DATA FOR THE TASK:
★ ★ ★ ★ ★ ★ ★

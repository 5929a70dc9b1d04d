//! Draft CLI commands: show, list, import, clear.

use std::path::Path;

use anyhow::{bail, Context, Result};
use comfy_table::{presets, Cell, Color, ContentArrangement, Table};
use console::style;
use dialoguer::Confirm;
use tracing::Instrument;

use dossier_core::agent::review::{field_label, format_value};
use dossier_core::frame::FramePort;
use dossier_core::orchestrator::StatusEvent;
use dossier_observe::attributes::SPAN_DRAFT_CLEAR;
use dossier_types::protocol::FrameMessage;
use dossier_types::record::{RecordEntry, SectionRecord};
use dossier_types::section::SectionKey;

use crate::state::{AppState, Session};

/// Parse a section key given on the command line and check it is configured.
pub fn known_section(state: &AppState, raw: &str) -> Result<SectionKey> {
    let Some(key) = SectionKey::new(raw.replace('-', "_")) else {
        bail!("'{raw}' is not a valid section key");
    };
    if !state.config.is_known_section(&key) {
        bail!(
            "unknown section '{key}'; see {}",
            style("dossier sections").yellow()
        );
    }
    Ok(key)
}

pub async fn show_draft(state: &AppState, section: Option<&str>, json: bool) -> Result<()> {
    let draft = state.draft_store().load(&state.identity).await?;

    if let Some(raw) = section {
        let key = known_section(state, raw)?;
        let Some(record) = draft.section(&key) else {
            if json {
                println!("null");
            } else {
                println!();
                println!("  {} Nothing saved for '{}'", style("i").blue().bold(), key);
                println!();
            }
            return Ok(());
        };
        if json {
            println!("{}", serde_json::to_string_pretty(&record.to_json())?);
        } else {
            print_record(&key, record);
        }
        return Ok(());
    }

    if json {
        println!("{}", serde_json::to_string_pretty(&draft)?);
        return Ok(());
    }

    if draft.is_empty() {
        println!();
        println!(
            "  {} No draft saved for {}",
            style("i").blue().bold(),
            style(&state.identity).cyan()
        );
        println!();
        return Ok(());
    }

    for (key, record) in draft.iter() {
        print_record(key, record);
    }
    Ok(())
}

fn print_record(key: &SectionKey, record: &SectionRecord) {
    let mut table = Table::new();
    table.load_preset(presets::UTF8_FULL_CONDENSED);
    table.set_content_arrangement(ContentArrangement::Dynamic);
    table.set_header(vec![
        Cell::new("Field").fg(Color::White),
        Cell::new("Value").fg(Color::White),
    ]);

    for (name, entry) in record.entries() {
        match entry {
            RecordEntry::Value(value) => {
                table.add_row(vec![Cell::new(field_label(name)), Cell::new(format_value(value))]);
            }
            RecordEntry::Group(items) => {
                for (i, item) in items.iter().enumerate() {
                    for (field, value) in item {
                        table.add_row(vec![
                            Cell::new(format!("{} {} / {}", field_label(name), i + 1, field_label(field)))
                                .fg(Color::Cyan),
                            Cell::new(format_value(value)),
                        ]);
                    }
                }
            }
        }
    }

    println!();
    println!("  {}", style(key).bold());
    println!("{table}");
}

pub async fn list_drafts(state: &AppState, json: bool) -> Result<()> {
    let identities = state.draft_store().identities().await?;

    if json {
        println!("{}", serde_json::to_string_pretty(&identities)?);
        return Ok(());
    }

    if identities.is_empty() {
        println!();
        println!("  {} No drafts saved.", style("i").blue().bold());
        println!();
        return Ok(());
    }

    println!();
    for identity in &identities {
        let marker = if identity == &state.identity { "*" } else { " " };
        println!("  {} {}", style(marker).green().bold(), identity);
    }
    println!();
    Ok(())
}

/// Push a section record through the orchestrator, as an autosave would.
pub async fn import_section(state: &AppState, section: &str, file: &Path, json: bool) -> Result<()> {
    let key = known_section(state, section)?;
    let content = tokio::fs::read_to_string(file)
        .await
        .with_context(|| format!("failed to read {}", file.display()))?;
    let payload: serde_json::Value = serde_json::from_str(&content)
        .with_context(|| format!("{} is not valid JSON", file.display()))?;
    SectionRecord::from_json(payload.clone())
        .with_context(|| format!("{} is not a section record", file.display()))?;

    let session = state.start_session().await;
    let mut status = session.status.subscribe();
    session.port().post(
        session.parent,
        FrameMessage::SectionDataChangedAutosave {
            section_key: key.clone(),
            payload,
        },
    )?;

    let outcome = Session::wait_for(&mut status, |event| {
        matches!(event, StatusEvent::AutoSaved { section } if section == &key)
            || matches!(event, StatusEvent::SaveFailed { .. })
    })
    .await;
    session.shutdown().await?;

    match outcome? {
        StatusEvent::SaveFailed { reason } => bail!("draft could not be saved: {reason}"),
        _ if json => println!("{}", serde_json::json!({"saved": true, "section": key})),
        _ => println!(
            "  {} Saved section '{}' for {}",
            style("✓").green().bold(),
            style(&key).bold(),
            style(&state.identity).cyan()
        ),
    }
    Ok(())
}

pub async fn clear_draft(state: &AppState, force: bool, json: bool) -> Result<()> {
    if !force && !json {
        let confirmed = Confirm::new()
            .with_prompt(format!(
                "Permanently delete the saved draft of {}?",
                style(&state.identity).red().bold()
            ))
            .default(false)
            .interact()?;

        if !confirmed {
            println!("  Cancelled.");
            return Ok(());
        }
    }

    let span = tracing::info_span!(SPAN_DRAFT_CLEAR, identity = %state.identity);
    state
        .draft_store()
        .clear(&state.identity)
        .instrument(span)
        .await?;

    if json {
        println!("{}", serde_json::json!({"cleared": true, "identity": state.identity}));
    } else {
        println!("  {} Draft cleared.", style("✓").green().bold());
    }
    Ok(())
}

★ ★ ★ ★ ★ ★ ★

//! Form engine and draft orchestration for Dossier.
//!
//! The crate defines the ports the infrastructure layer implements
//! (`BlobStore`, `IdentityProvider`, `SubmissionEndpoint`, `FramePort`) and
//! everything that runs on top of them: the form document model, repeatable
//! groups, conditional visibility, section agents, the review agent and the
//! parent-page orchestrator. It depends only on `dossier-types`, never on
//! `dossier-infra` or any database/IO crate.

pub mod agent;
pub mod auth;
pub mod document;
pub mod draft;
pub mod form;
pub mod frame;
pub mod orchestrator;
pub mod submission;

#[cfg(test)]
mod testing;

★ ★ ★ ★ ★ ★ ★

EXERCISE PROMPT:
Lines of the listing above that contain the word "crate" must all be copied.

RESPONSE TO THIS EXERCISE:
use crate::state::{AppState, Session};
//! The crate defines the ports the infrastructure layer implements
//! `dossier-infra` or any database/IO crate.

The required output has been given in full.